You want to produce the maximum deflection possible on the piezoelectric cells
as this will produce the largest amount of electrical energy. This will
probably be cheaper to do by connecting something like a mylar sheet (a cheap
place to look would be the foil wrapping-paper at the dollar store) to some
piezoelectric cells.

I'm unsure if piezoelectric cells alone would receive enough force to produce
a noticeable effect.

An alternative would be to produce a very large cone and place a piezoelectric
cell in the tip of the cone. This would perhaps be a lot less work. However I
have a greater understanding of electrics than acoustics, so I'm unsure if it
would be better to channel the sound to a small surface or to simply use a
large lightweight membrane.

Hopefully this helps you some.

------
ars
Wind essentially IS sound - but with a very low frequency.
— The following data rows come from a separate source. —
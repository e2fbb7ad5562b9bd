use std::collections::HashMap;
use std::sync::Arc;
use tracing::debug;

use crate::{error::AppResult, models::BotAccount};

use super::{ClientProvider, FederationClient};

/// 单轮同步内的客户端缓存，同一实例只构建（登录）一次
///
/// 构建失败不缓存，下一次访问会重试。
pub struct ClientCache<'a> {
    provider: &'a dyn ClientProvider,
    clients: HashMap<String, Arc<dyn FederationClient>>,
}

impl<'a> ClientCache<'a> {
    pub fn new(provider: &'a dyn ClientProvider) -> Self {
        Self {
            provider,
            clients: HashMap::new(),
        }
    }

    pub async fn get(&mut self, account: &BotAccount) -> AppResult<Arc<dyn FederationClient>> {
        if let Some(client) = self.clients.get(&account.host) {
            debug!(host = %account.host, "复用客户端");
            return Ok(client.clone());
        }

        let client = self.provider.client_for(account).await?;
        self.clients.insert(account.host.clone(), client.clone());
        Ok(client)
    }

    pub fn len(&self) -> usize {
        self.clients.len()
    }

    pub fn is_empty(&self) -> bool {
        self.clients.is_empty()
    }
}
Sound is air moving, wind is air moving.

You can use a turbine that spins forward and back I suppose. You'll have a
hard time with this - you'll need to match your turbine to the frequency of
the sound. Using a microphone works, but only for frequencies in human range.

If you want to catch more energy you'll need to handle infra-sound. Meaning a
massive microphone.

------
shaunxcode
You may want to check out this guys work:
<http://www.unews.utah.edu/p/?r=053007-1> "heat -> sound -> electricity"

------
drhowarddrfine
I had not thought of this and I congratulate you on being so clever to think
this up. I don't know if it would work but it's well worth considering.